Ruxin hopes Obama will learn lessons from PEPFAR's first five years — in particular to end the emphasis on abstinence and start funding groups who work with prostitutes and carry out abortions.
PEPFAR's biggest single success story is the fortyfold increase in the number of Africans receiving life-prolonging medication in the past five years.
Populous countries like Nigeria and Ethiopia are still struggling to increase access to medication.
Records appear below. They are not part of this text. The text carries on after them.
//! Order, order item, and order history models

use chrono::{DateTime, Utc};
use rust_decimal::Decimal;
use serde::{Deserialize, Serialize};
use std::str::FromStr;
use uuid::Uuid;
use validator::Validate;

use crate::error::ModelError;

/// Prefix marking an item added in the editor but not yet persisted
pub const TEMP_ID_PREFIX: &str = "temp_";

/// Largest quantity accepted on a single order line
pub const MAX_ITEM_QUANTITY: i32 = 100_000;

/// Largest unit price accepted on a single order line
pub const MAX_UNIT_PRICE: i64 = 1_000_000;

/// Order lifecycle status
#[derive(Debug, Clone, Copy, PartialEq, Eq, Hash, Serialize, Deserialize)]
#[serde(rename_all = "snake_case")]
pub enum OrderStatus {
    Pending,
    Review,
    Approved,
    Completed,
    Cancelled,
}

impl OrderStatus {
    pub fn as_str(&self) -> &'static str {
        match self {
            OrderStatus::Pending => "pending",
            OrderStatus::Review => "review",
            OrderStatus::Approved => "approved",
            OrderStatus::Completed => "completed",
            OrderStatus::Cancelled => "cancelled",
        }
    }

    /// Transitions driven by the lifecycle service.
    ///
    /// Admin edits force `review` without consulting this table.
    pub fn can_transition_to(&self, next: OrderStatus) -> bool {
        use OrderStatus::*;
        matches!(
            (self, next),
            (Pending, Review)
                | (Pending, Approved)
                | (Review, Completed)
                | (Review, Pending)
                | (Approved, Completed)
                | (Pending, Cancelled)
                | (Review, Cancelled)
                | (Approved, Cancelled)
                | (Completed, Cancelled)
        )
    }

    pub fn is_terminal(&self) -> bool {
        matches!(self, OrderStatus::Cancelled)
    }

    pub fn transition(self, next: OrderStatus) -> Result<OrderStatus, ModelError> {
        if self.can_transition_to(next) {
            Ok(next)
        } else {
            Err(ModelError::InvalidTransition {
                from: self.as_str().to_string(),
                to: next.as_str().to_string(),
            })
        }
    }
}

impl std::fmt::Display for OrderStatus {
    fn fmt(&self, f: &mut std::fmt::Formatter<'_>) -> std::fmt::Result {
        f.write_str(self.as_str())
    }
}

impl FromStr for OrderStatus {
    type Err = ModelError;

    fn from_str(s: &str) -> Result<Self, Self::Err> {
        match s {
            "pending" => Ok(OrderStatus::Pending),
            "review" => Ok(OrderStatus::Review),
            "approved" => Ok(OrderStatus::Approved),
            "completed" => Ok(OrderStatus::Completed),
            "cancelled" => Ok(OrderStatus::Cancelled),
            other => Err(ModelError::UnknownStatus(other.to_string())),
        }
    }
}

/// Order header
#[derive(Debug, Clone, PartialEq, Eq, Serialize, Deserialize)]
pub struct Order {
    pub id: Uuid,
    pub order_number: String,
    pub user_id: String,
    pub store_name: Option<String>,
    pub status: OrderStatus,
    /// Sum of item quantities
    pub quantity: i32,
    /// Sum of item totals
    pub value: Decimal,
    pub created_at: DateTime<Utc>,
    pub updated_at: DateTime<Utc>,
}

/// A persisted order line
#[derive(Debug, Clone, PartialEq, Eq, Serialize, Deserialize)]
pub struct OrderItem {
    pub id: Uuid,
    pub order_id: Uuid,
    pub stock_item_id: Option<Uuid>,
    pub product_name: String,
    pub code: Option<String>,
    pub price: Decimal,
    pub quantity: i32,
    pub total: Decimal,
}

/// Price times quantity
pub fn line_total(price: Decimal, quantity: i32) -> Result<Decimal, ModelError> {
    price
        .checked_mul(Decimal::from(quantity))
        .ok_or_else(|| ModelError::AmountOverflow(format!("{} x {}", price, quantity)))
}

/// Aggregate quantity and value over a set of items
pub fn order_totals(items: &[OrderItem]) -> Result<(i32, Decimal), ModelError> {
    items
        .iter()
        .try_fold((0, Decimal::ZERO), |(qty, value), item| {
            add_line(qty, value, item.price, item.quantity)
        })
}

/// Running totals plus one line
pub fn add_line(
    quantity: i32,
    value: Decimal,
    price: Decimal,
    line_quantity: i32,
) -> Result<(i32, Decimal), ModelError> {
    let quantity = quantity
        .checked_add(line_quantity)
        .ok_or_else(|| ModelError::AmountOverflow("total quantity".to_string()))?;
    let value = value
        .checked_add(line_total(price, line_quantity)?)
        .ok_or_else(|| ModelError::AmountOverflow("total value".to_string()))?;
    Ok((quantity, value))
}

/// Identifier carried by a line in the order editor
#[derive(Debug, Clone, PartialEq, Eq, Hash, Serialize, Deserialize)]
#[serde(from = "String", into = "String")]
pub enum ItemRef {
    Persisted(Uuid),
    Temporary(String),
    /// Neither a temporary marker nor a valid id
    Unrecognized(String),
}

impl ItemRef {
    pub fn temporary(n: usize) -> Self {
        ItemRef::Temporary(format!("{}{}", TEMP_ID_PREFIX, n))
    }

    pub fn is_temporary(&self) -> bool {
        matches!(self, ItemRef::Temporary(_))
    }
}

impl From<String> for ItemRef {
    fn from(raw: String) -> Self {
        if raw.starts_with(TEMP_ID_PREFIX) {
            return ItemRef::Temporary(raw);
        }
        match Uuid::parse_str(&raw) {
            Ok(id) => ItemRef::Persisted(id),
            Err(_) => ItemRef::Unrecognized(raw),
        }
    }
}

impl From<ItemRef> for String {
    fn from(r: ItemRef) -> Self {
        match r {
            ItemRef::Persisted(id) => id.to_string(),
            ItemRef::Temporary(s) | ItemRef::Unrecognized(s) => s,
        }
    }
}

impl std::fmt::Display for ItemRef {
    fn fmt(&self, f: &mut std::fmt::Formatter<'_>) -> std::fmt::Result {
        match self {
            ItemRef::Persisted(id) => write!(f, "{}", id),
            ItemRef::Temporary(s) | ItemRef::Unrecognized(s) => f.write_str(s),
        }
    }
}

/// A line as submitted from the order editor
#[derive(Debug, Clone, PartialEq, Eq, Serialize, Deserialize, Validate)]
pub struct EditedOrderItem {
    pub id: ItemRef,
    pub stock_item_id: Option<Uuid>,
    #[validate(length(min = 1, max = 255))]
    pub product_name: String,
    pub code: Option<String>,
    pub price: Decimal,
    #[validate(range(min = 1, max = 100000))]
    pub quantity: i32,
}

/// Item to insert; the temporary id has been stripped
#[derive(Debug, Clone, PartialEq, Eq, Serialize, Deserialize)]
pub struct NewOrderItem {
    pub order_id: Uuid,
    pub stock_item_id: Option<Uuid>,
    pub product_name: String,
    pub code: Option<String>,
    pub price: Decimal,
    pub quantity: i32,
    pub total: Decimal,
}

/// Changed fields of an existing item
#[derive(Debug, Clone, PartialEq, Eq, Serialize, Deserialize)]
pub struct OrderItemUpdate {
    pub id: Uuid,
    pub quantity: i32,
    pub price: Decimal,
    pub total: Decimal,
}

/// What happened to a line in one edit session
#[derive(Debug, Clone, Copy, PartialEq, Eq, Hash, Serialize, Deserialize)]
#[serde(rename_all = "snake_case")]
pub enum ItemChangeKind {
    Added,
    Modified,
    Removed,
}

impl ItemChangeKind {
    pub fn as_str(&self) -> &'static str {
        match self {
            ItemChangeKind::Added => "added",
            ItemChangeKind::Modified => "modified",
            ItemChangeKind::Removed => "removed",
        }
    }
}

impl FromStr for ItemChangeKind {
    type Err = ModelError;

    fn from_str(s: &str) -> Result<Self, Self::Err> {
        match s {
            "added" => Ok(ItemChangeKind::Added),
            "modified" => Ok(ItemChangeKind::Modified),
            "removed" => Ok(ItemChangeKind::Removed),
            other => Err(ModelError::UnknownStatus(other.to_string())),
        }
    }
}

/// One per-item audit line before it is attached to a history session
#[derive(Debug, Clone, PartialEq, Eq, Serialize, Deserialize)]
pub struct ItemChange {
    pub change: ItemChangeKind,
    pub order_item_id: Option<Uuid>,
    pub product_name: String,
    pub previous_quantity: i32,
    pub new_quantity: i32,
    pub previous_price: Decimal,
    pub new_price: Decimal,
}

/// Audit session header to be written before any item mutation
#[derive(Debug, Clone, PartialEq, Eq, Serialize, Deserialize)]
pub struct NewOrderHistory {
    pub order_id: Uuid,
    pub previous_status: OrderStatus,
    pub new_status: OrderStatus,
    pub previous_quantity: i32,
    pub new_quantity: i32,
    pub previous_value: Decimal,
    pub new_value: Decimal,
    pub notes: Option<String>,
    pub changed_by: String,
    /// Items as they were before the session, used to restore on rejection
    pub original_items: Vec<OrderItem>,
}

/// Write-once audit session record
#[derive(Debug, Clone, PartialEq, Eq, Serialize, Deserialize)]
pub struct OrderHistoryEntry {
    pub id: Uuid,
    pub order_id: Uuid,
    pub previous_status: OrderStatus,
    pub new_status: OrderStatus,
    pub previous_quantity: i32,
    pub new_quantity: i32,
    pub previous_value: Decimal,
    pub new_value: Decimal,
    pub notes: Option<String>,
    pub changed_by: String,
    pub original_items: Vec<OrderItem>,
    pub created_at: DateTime<Utc>,
}

/// Write-once per-item audit record, grouped under a history session
#[derive(Debug, Clone, PartialEq, Eq, Serialize, Deserialize)]
pub struct OrderItemHistoryEntry {
    pub id: Uuid,
    pub history_id: Uuid,
    pub order_id: Uuid,
    #[serde(flatten)]
    pub change: ItemChange,
    pub created_at: DateTime<Utc>,
}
But in Rwanda, 71 percent of those in need of AIDS drugs received them in 2007, up from 1 percent in 2003, and in Namibia the rate shot up to 88 percent, from 1 percent.
AIDS is no longer a death sentence for people like Ndaxu Mungunda, a Namibian diagnosed as HIV positive after the birth of her child. She, her husband and child were given AIDS drugs provided at all major Namibian hospitals, thanks in part to PEPFAR funding which has increased tenfold in the past five years to $109 million.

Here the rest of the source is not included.